The past few weeks have been an emotional time for Buff Nation.
Colorado's decision to fire head football coach Jon Embree on Nov. 25 was extremely popular with some and extremely unpopular with others.
The hiring of new coach Mike MacIntyre, while widely praised, was another point of debate this week.
Through it all, the job status of athletic director Mike Bohn has been a hot topic. Many want him gone, others don't. President Bruce Benson and chancellor Phil DiStefano haven't been immune to criticism, either.
Several CU alums, including former quarterback Joel Klatt and linebacker Alfred Williams, have certainly made their opinions known on the local sports talk radio shows they host.
Regardless of how the alums feel about Bohn, Embree and MacIntyre, though, they can pretty much all agree on one thing: They want the Buffs to succeed.
"All I want is the program to be solid," said Joe Garten, an offensive lineman from 1987-90. "That starts with the administration, with Benson, with DiStefano and with Bohn. I just want the program to be a winning program because it's a football school. I expect greatness out of them.
"I bleed black and gold."
That black and gold blood runs thick and, ultimately, will be what bonds Buff Nation through this rocky time.
"All these guys that are on the radio have tons of passion for CU," said former CU quarterback Bobby Pesavento, who played for the Buffs from 2000-01. "They love the university, they love the football program. I don't have to agree with everything they're doing, but what they're doing is coming from a good place, because they just want the best for it."

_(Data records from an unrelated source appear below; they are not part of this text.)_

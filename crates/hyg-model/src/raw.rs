//! Untrusted input records.

use serde::{Deserialize, Serialize};

/// One unvalidated bond-pair trading signal, exactly as supplied by the
/// upstream engine.
///
/// Field aliases follow the KatanaSignalEngine CSV contract, so JSON produced
/// from either the enhanced CSV headers (`execution_priority`,
/// `price_differential`, ...) or the table contract names deserializes the
/// same way. `priority` is numeric rather than integral so that a fractional
/// upstream value can be carried into validation and rejected there.
#[derive(Debug, Clone, PartialEq, Serialize, Deserialize)]
pub struct RawSignal {
    #[serde(alias = "execution_priority")]
    pub priority: f64,
    pub buy_description: String,
    pub buy_price: f64,
    pub sell_description: String,
    pub sell_price: f64,
    #[serde(alias = "price_differential")]
    pub price_diff: f64,
    #[serde(alias = "yield_differential")]
    pub yield_diff: f64,
    pub signal_strength: String,
    #[serde(alias = "confidence_score")]
    pub confidence: f64,
    /// Missing match flags are treated as false, never as an error.
    #[serde(default)]
    pub duration_match: bool,
    #[serde(default)]
    pub sector_match: bool,
}

#[cfg(test)]
mod tests {
    use super::*;

    #[test]
    fn deserializes_table_contract_names() {
        let json = r#"{
            "priority": 1,
            "buy_description": "ARDAGH 5.250% 08/2027 [144A]",
            "buy_price": 41.57,
            "sell_description": "CLARIOS 8.500% 05/2027 [144A]",
            "sell_price": 100.17,
            "price_diff": 58.60,
            "yield_diff": 47.75,
            "signal_strength": "STRONG",
            "confidence": 100,
            "duration_match": true,
            "sector_match": true
        }"#;
        let raw: RawSignal = serde_json::from_str(json).unwrap();
        assert_eq!(raw.priority, 1.0);
        assert_eq!(raw.buy_price, 41.57);
        assert!(raw.duration_match);
    }

    #[test]
    fn deserializes_csv_contract_aliases() {
        let json = r#"{
            "execution_priority": 2,
            "buy_description": "TESLA INC 1.250% 03/2033",
            "buy_price": 78.92,
            "sell_description": "FORD MOTOR 4.750% 01/2043",
            "sell_price": 95.44,
            "price_differential": 16.52,
            "yield_differential": -12.33,
            "signal_strength": "MODERATE",
            "confidence_score": 75
        }"#;
        let raw: RawSignal = serde_json::from_str(json).unwrap();
        assert_eq!(raw.priority, 2.0);
        assert_eq!(raw.price_diff, 16.52);
        assert_eq!(raw.yield_diff, -12.33);
        assert_eq!(raw.confidence, 75.0);
        // Missing match flags default to false.
        assert!(!raw.duration_match);
        assert!(!raw.sector_match);
    }
}
//! KatanaSignalEngine enhanced-CSV loading.
//!
//! The engine writes `hyg_signals_enhanced_*.csv` files with the wide header
//! names (`execution_priority`, `price_differential`, `yield_differential`,
//! `confidence_score`); the short table-contract names are accepted too.
//! Cells are mapped leniently: a missing column or blank cell takes the
//! contract default, while a malformed numeric cell becomes NaN so that the
//! transform drops that one row instead of ingest aborting the whole file.

use std::path::PathBuf;

use anyhow::{Context, Result};
use csv::{ReaderBuilder, StringRecord};
use tracing::debug;

use hyg_model::RawSignal;

use crate::source::SignalSource;

/// Reads raw signals from a KatanaSignalEngine CSV file.
#[derive(Debug)]
pub struct CsvFileSource {
    path: PathBuf,
}

impl CsvFileSource {
    pub fn new(path: impl Into<PathBuf>) -> Self {
        Self { path: path.into() }
    }
}

impl SignalSource for CsvFileSource {
    fn describe(&self) -> String {
        self.path.display().to_string()
    }

    fn load(&self) -> Result<Vec<RawSignal>> {
        let mut reader = ReaderBuilder::new()
            .trim(csv::Trim::All)
            .flexible(true)
            .from_path(&self.path)
            .with_context(|| format!("open signals CSV {}", self.path.display()))?;
        let headers = reader
            .headers()
            .with_context(|| format!("read CSV headers {}", self.path.display()))?
            .clone();
        let columns = Columns::locate(&headers);

        let mut raws = Vec::new();
        for (row, record) in reader.records().enumerate() {
            let record = record
                .with_context(|| format!("read CSV row {} of {}", row + 1, self.path.display()))?;
            raws.push(columns.to_signal(&record, row + 1));
        }
        debug!(records = raws.len(), path = %self.path.display(), "loaded CSV signals");
        Ok(raws)
    }
}

/// Header positions for the signal columns, resolved once per file.
struct Columns {
    priority: Option<usize>,
    buy_description: Option<usize>,
    buy_price: Option<usize>,
    sell_description: Option<usize>,
    sell_price: Option<usize>,
    price_diff: Option<usize>,
    yield_diff: Option<usize>,
    signal_strength: Option<usize>,
    confidence: Option<usize>,
    duration_match: Option<usize>,
    sector_match: Option<usize>,
}

impl Columns {
    fn locate(headers: &StringRecord) -> Self {
        Self {
            priority: find_column(headers, &["priority", "execution_priority"]),
            buy_description: find_column(headers, &["buy_description"]),
            buy_price: find_column(headers, &["buy_price"]),
            sell_description: find_column(headers, &["sell_description"]),
            sell_price: find_column(headers, &["sell_price"]),
            price_diff: find_column(headers, &["price_diff", "price_differential"]),
            yield_diff: find_column(headers, &["yield_diff", "yield_differential"]),
            signal_strength: find_column(headers, &["signal_strength"]),
            confidence: find_column(headers, &["confidence", "confidence_score"]),
            duration_match: find_column(headers, &["duration_match"]),
            sector_match: find_column(headers, &["sector_match"]),
        }
    }

    fn to_signal(&self, record: &StringRecord, row: usize) -> RawSignal {
        RawSignal {
            // Blank priority takes the 1-based row number, per the engine's
            // converter contract.
            priority: parse_number(cell(record, self.priority), row as f64),
            buy_description: cell(record, self.buy_description)
                .unwrap_or_default()
                .trim()
                .to_string(),
            buy_price: parse_number(cell(record, self.buy_price), 0.0),
            sell_description: cell(record, self.sell_description)
                .unwrap_or_default()
                .trim()
                .to_string(),
            sell_price: parse_number(cell(record, self.sell_price), 0.0),
            price_diff: parse_number(cell(record, self.price_diff), 0.0),
            yield_diff: parse_number(cell(record, self.yield_diff), 0.0),
            signal_strength: match cell(record, self.signal_strength) {
                Some(text) if !text.trim().is_empty() => text.trim().to_string(),
                _ => "MODERATE".to_string(),
            },
            confidence: parse_number(cell(record, self.confidence), 50.0),
            duration_match: parse_bool(cell(record, self.duration_match)),
            sector_match: parse_bool(cell(record, self.sector_match)),
        }
    }
}

fn find_column(headers: &StringRecord, names: &[&str]) -> Option<usize> {
    headers
        .iter()
        .position(|header| names.iter().any(|name| normalize_header(header) == *name))
}

fn normalize_header(raw: &str) -> String {
    raw.trim().trim_matches('\u{feff}').to_lowercase()
}

fn cell<'a>(record: &'a StringRecord, index: Option<usize>) -> Option<&'a str> {
    index.and_then(|i| record.get(i))
}

/// Blank or absent cells take the default; garbage becomes NaN and is left
/// for the transform to reject row by row.
fn parse_number(cell: Option<&str>, default: f64) -> f64 {
    match cell.map(str::trim) {
        None | Some("") => default,
        Some(text) => text.parse().unwrap_or(f64::NAN),
    }
}

fn parse_bool(cell: Option<&str>) -> bool {
    matches!(
        cell.map(|c| c.trim().to_lowercase()).as_deref(),
        Some("true" | "1" | "yes")
    )
}

#[cfg(test)]
mod tests {
    use super::*;

    #[test]
    fn lenient_boolean_parsing() {
        assert!(parse_bool(Some("True")));
        assert!(parse_bool(Some("YES")));
        assert!(parse_bool(Some("1")));
        assert!(!parse_bool(Some("False")));
        assert!(!parse_bool(Some("0")));
        assert!(!parse_bool(Some("")));
        assert!(!parse_bool(None));
    }

    #[test]
    fn blank_numbers_take_defaults_and_garbage_becomes_nan() {
        assert_eq!(parse_number(Some(""), 50.0), 50.0);
        assert_eq!(parse_number(None, 7.0), 7.0);
        assert_eq!(parse_number(Some("41.57"), 0.0), 41.57);
        assert!(parse_number(Some("n/a"), 0.0).is_nan());
    }
}
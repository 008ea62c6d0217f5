use std::fmt;

use thiserror::Error;

use crate::enums::SignalField;

/// Validation failure for exactly one field of one raw signal record.
///
/// Carries the offending field as a closed enum together with the rejected
/// value rendered as text, so callers can log or report the failure without
/// holding on to the raw record.
#[derive(Debug, Clone, PartialEq, Eq, Error)]
#[error("invalid {field}: {message} (value: {value})")]
pub struct ValidationError {
    pub field: SignalField,
    pub value: String,
    pub message: String,
}

impl ValidationError {
    pub fn new(field: SignalField, value: impl fmt::Display, message: impl Into<String>) -> Self {
        Self {
            field,
            value: value.to_string(),
            message: message.into(),
        }
    }
}

pub type Result<T> = std::result::Result<T, ValidationError>;
//! Signal providers.
//!
//! The pipeline never reaches for ambient state: whoever drives it hands in
//! a [`SignalSource`], and the built-in sample records are just one more
//! provider behind the same seam.

use std::fs;
use std::path::{Path, PathBuf};

use anyhow::{Context, Result, bail};
use tracing::debug;

use hyg_model::RawSignal;

use crate::csv_source::CsvFileSource;

/// A provider of raw signal records.
pub trait SignalSource: std::fmt::Debug {
    /// Human-readable description of where the records come from.
    fn describe(&self) -> String;

    /// Load the full sequence of raw records.
    fn load(&self) -> Result<Vec<RawSignal>>;
}

/// Reads a JSON array of raw signal records.
///
/// Accepts both the table contract field names and the CSV contract aliases
/// (`execution_priority`, `price_differential`, ...).
#[derive(Debug)]
pub struct JsonFileSource {
    path: PathBuf,
}

impl JsonFileSource {
    pub fn new(path: impl Into<PathBuf>) -> Self {
        Self { path: path.into() }
    }
}

impl SignalSource for JsonFileSource {
    fn describe(&self) -> String {
        self.path.display().to_string()
    }

    fn load(&self) -> Result<Vec<RawSignal>> {
        let text = fs::read_to_string(&self.path)
            .with_context(|| format!("read signals file {}", self.path.display()))?;
        let raws: Vec<RawSignal> = serde_json::from_str(&text)
            .with_context(|| format!("parse signals JSON {}", self.path.display()))?;
        debug!(records = raws.len(), path = %self.path.display(), "loaded JSON signals");
        Ok(raws)
    }
}

/// Built-in demonstration records, used when no input file is given.
#[derive(Debug)]
pub struct SampleSource;

impl SignalSource for SampleSource {
    fn describe(&self) -> String {
        "built-in sample signals".to_string()
    }

    fn load(&self) -> Result<Vec<RawSignal>> {
        Ok(vec![
            RawSignal {
                priority: 1.0,
                buy_description: "ARDAGH 5.250% 08/2027 [144A]".to_string(),
                buy_price: 41.57,
                sell_description: "CLARIOS 8.500% 05/2027 [144A]".to_string(),
                sell_price: 100.17,
                price_diff: 58.60,
                yield_diff: 47.75,
                signal_strength: "STRONG".to_string(),
                confidence: 100.0,
                duration_match: true,
                sector_match: true,
            },
            RawSignal {
                priority: 2.0,
                buy_description: "TESLA INC 1.250% 03/2033".to_string(),
                buy_price: 78.92,
                sell_description: "FORD MOTOR 4.750% 01/2043".to_string(),
                sell_price: 95.44,
                price_diff: 16.52,
                yield_diff: -12.33,
                signal_strength: "MODERATE".to_string(),
                confidence: 75.0,
                duration_match: false,
                sector_match: true,
            },
        ])
    }
}

/// Pick a file source by extension (`.json` or `.csv`, case-insensitive).
pub fn source_for_path(path: &Path) -> Result<Box<dyn SignalSource>> {
    let extension = path
        .extension()
        .and_then(|ext| ext.to_str())
        .unwrap_or_default();
    if extension.eq_ignore_ascii_case("json") {
        Ok(Box::new(JsonFileSource::new(path)))
    } else if extension.eq_ignore_ascii_case("csv") {
        Ok(Box::new(CsvFileSource::new(path)))
    } else {
        bail!(
            "unsupported input format for {} (expected .json or .csv)",
            path.display()
        );
    }
}
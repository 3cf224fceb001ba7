//! Cancellation token for background tasks.
//!
//! Clones share state: cancelling any clone wakes every task waiting on
//! [`CancellationToken::cancelled`].

use std::sync::atomic::{AtomicBool, Ordering};
use std::sync::Arc;
use tokio::sync::Notify;

#[derive(Debug, Default)]
struct Inner {
    cancelled: AtomicBool,
    notify: Notify,
}

/// A cloneable, shareable cancellation flag.
#[derive(Debug, Clone, Default)]
pub struct CancellationToken {
    inner: Arc<Inner>,
}

impl CancellationToken {
    pub fn new() -> Self {
        Self::default()
    }

    /// Request cancellation. Idempotent.
    pub fn cancel(&self) {
        self.inner.cancelled.store(true, Ordering::SeqCst);
        self.inner.notify.notify_waiters();
    }

    pub fn is_cancelled(&self) -> bool {
        self.inner.cancelled.load(Ordering::SeqCst)
    }

    /// Wait until cancellation is requested. Returns immediately if it already was.
    pub async fn cancelled(&self) {
        loop {
            let notified = self.inner.notify.notified();
            tokio::pin!(notified);
            // Register before checking the flag so a concurrent cancel is not missed.
            notified.as_mut().enable();
            if self.is_cancelled() {
                return;
            }
            notified.await;
        }
    }
}
//! Background refresh loop.

use super::DatasetService;
use crate::cancel::CancellationToken;
use crate::config::CacheConfig;
use crate::datasets::DatasetKind;
use std::time::Duration;
use tokio::task::JoinHandle;
use tokio::time::MissedTickBehavior;
use tracing::{debug, info, warn};

/// Periodically force-refreshes a set of datasets until stopped.
///
/// Refresh failures are logged and never end the loop. The scheduler also
/// stops when its service is shut down.
pub struct RefreshScheduler {
    token: CancellationToken,
    handle: Option<JoinHandle<()>>,
}

impl RefreshScheduler {
    /// Start polling. `interval` is clamped to [`CacheConfig::SCHEDULER_MIN_INTERVAL`].
    pub fn start(service: DatasetService, interval: Duration, datasets: Vec<DatasetKind>) -> Self {
        let interval = interval.max(CacheConfig::SCHEDULER_MIN_INTERVAL);
        let token = CancellationToken::new();
        let stop = token.clone();
        let shutdown = service.shutdown_token();

        info!("Starting refresh scheduler every {:?} for {:?}", interval, datasets);
        let handle = tokio::spawn(async move {
            let mut ticker = tokio::time::interval(interval);
            ticker.set_missed_tick_behavior(MissedTickBehavior::Delay);

            loop {
                tokio::select! {
                    _ = stop.cancelled() => break,
                    _ = shutdown.cancelled() => break,
                    _ = ticker.tick() => {}
                }
                // A stop request abandons the round; refreshes already started
                // finish in the cache's own tasks.
                tokio::select! {
                    _ = stop.cancelled() => break,
                    _ = shutdown.cancelled() => break,
                    _ = refresh_all(&service, &datasets) => {}
                }
            }
            info!("Refresh scheduler stopped");
        });

        Self {
            token,
            handle: Some(handle),
        }
    }

    pub fn is_running(&self) -> bool {
        self.handle.as_ref().is_some_and(|h| !h.is_finished())
    }

    /// Cancel the loop and wait for it to exit.
    pub async fn stop(mut self) {
        self.token.cancel();
        if let Some(handle) = self.handle.take() {
            if let Err(e) = handle.await {
                warn!("Refresh scheduler task failed: {}", e);
            }
        }
    }
}

impl Drop for RefreshScheduler {
    fn drop(&mut self) {
        self.token.cancel();
    }
}

async fn refresh_all(service: &DatasetService, datasets: &[DatasetKind]) {
    for &kind in datasets {
        match service.refresh(kind).await {
            Ok(response) if response.stale => {
                warn!("{}: scheduled refresh failed, keeping stale data", kind)
            }
            Ok(response) => debug!("{}: scheduled refresh, {} records", kind, response.records.len()),
            Err(e) => warn!("{}: scheduled refresh failed: {}", kind, e),
        }
    }
}
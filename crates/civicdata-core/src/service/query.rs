//! Per-dataset query filters.
//!
//! Filters run on canonical records after the cache, so a query written as
//! `台北市`, `Taipei` or `臺北市` matches the same stations.

use crate::normalize::{canonical_region, CanonicalRecord};
use serde::{Deserialize, Serialize};

/// A filter over canonical records.
pub trait RecordFilter: Send + Sync {
    fn matches(&self, record: &CanonicalRecord) -> bool;

    /// Upper bound on returned records.
    fn limit(&self) -> Option<usize> {
        None
    }

    fn apply(&self, records: &[CanonicalRecord]) -> Vec<CanonicalRecord> {
        let matching = records.iter().filter(|r| self.matches(r)).cloned();
        match self.limit() {
            Some(limit) => matching.take(limit).collect(),
            None => matching.collect(),
        }
    }
}

fn field<'a>(record: &'a CanonicalRecord, key: &str) -> Option<&'a str> {
    record.get(key).and_then(|v| v.as_str())
}

fn region_matches(record: &CanonicalRecord, wanted: Option<&str>) -> bool {
    match wanted {
        None => true,
        Some(wanted) => field(record, "region") == Some(canonical_region(wanted).as_str()),
    }
}

/// Exact match on `id_key`, or case-insensitive substring match on any of `name_keys`.
fn named(record: &CanonicalRecord, wanted: Option<&str>, id_key: &str, name_keys: &[&str]) -> bool {
    let Some(wanted) = wanted.map(str::trim).filter(|w| !w.is_empty()) else {
        return true;
    };
    if field(record, id_key) == Some(wanted) {
        return true;
    }
    let needle = wanted.to_lowercase();
    name_keys
        .iter()
        .filter_map(|key| field(record, key))
        .any(|value| value.to_lowercase().contains(&needle))
}

#[derive(Debug, Clone, Default, PartialEq, Serialize, Deserialize)]
pub struct WeatherQuery {
    pub region: Option<String>,
    /// Station id or part of its name.
    pub station: Option<String>,
}

impl RecordFilter for WeatherQuery {
    fn matches(&self, record: &CanonicalRecord) -> bool {
        region_matches(record, self.region.as_deref())
            && named(record, self.station.as_deref(), "station_id", &["station_name"])
    }
}

#[derive(Debug, Clone, Default, PartialEq, Serialize, Deserialize)]
pub struct ReservoirQuery {
    pub name: Option<String>,
}

impl RecordFilter for ReservoirQuery {
    fn matches(&self, record: &CanonicalRecord) -> bool {
        named(record, self.name.as_deref(), "reservoir_id", &["reservoir_name"])
    }
}

#[derive(Debug, Clone, Default, PartialEq, Serialize, Deserialize)]
pub struct AirQualityQuery {
    pub region: Option<String>,
    pub site: Option<String>,
}

impl RecordFilter for AirQualityQuery {
    fn matches(&self, record: &CanonicalRecord) -> bool {
        region_matches(record, self.region.as_deref())
            && named(record, self.site.as_deref(), "site_id", &["site_name"])
    }
}

#[derive(Debug, Clone, Default, PartialEq, Serialize, Deserialize)]
pub struct CameraQuery {
    pub region: Option<String>,
    /// Matched against camera name, road and id.
    pub keyword: Option<String>,
    pub limit: Option<usize>,
}

impl RecordFilter for CameraQuery {
    fn matches(&self, record: &CanonicalRecord) -> bool {
        region_matches(record, self.region.as_deref())
            && named(record, self.keyword.as_deref(), "camera_id", &["name", "road", "camera_id"])
    }

    fn limit(&self) -> Option<usize> {
        self.limit
    }
}

/// Matches everything.
pub(crate) struct All;

impl RecordFilter for All {
    fn matches(&self, _: &CanonicalRecord) -> bool {
        true
    }
}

Many of the former Buffs have struggled to watch their team in recent years. This season's 1-11 record was a far cry from past success. Garten helped CU win a national title in 1990. Pesavento quarterbacked CU to a Big 12 title in 2001.
Karl Allis was an offensive lineman on that 2001 team and he believes this an important time for the CU family to come together.
"It's tough because Embo is a Buff, just like me, just like all these other guys," Allis said. "But, it does no good to sort of get in the way of the progress, in terms of supporting. Guys are entitled to what they want to do, but we're all Buffs who just happened to have different coaches. Does it really matter who the coach is? No.
"Your loyalties and support should lie to the football program and athletic department. You should absolutely get behind the new hire and send all the positive vibes that way."
Allis, Garten and Pesavento are all excited about the prospect of MacIntyre coaching the Buffs. They like his credentials and they like the commitment that CU administrators are making to the football program.
"They've made a statement up there and they're committed to the football program and they want results now," Garten said. "That's a tough position for anybody that decided to take that job to come in there. They've got their hands full, but with the right leadership in the program, the sky is the limit."
Time will tell if MacIntyre is the right man for the job, but so far he's certainly made a good impression on many associated with the program.
"I do think next fall will be better than this past fall, but I also think down the road CU can easily get back to where it was in the early 90s for about 10 years," Pesavento said. "It has all the tools."
One of those tools is the strong alumni base. Several former Buffs, like Garten, bleed black and gold and want the best for the current Buffs. Pesavento also believes the former Buffs can be an inspiration to the current players.
"I remember showing up every day and seeing the national championship trophy or the Heisman Trophy and that means a lot to kids who are playing college football," Pesavento said. "I think it's great to be reminded of success in the past and understand it has been done, it can be done again and all those guys they're seeing pictures of or trophies of support them and are in their corner."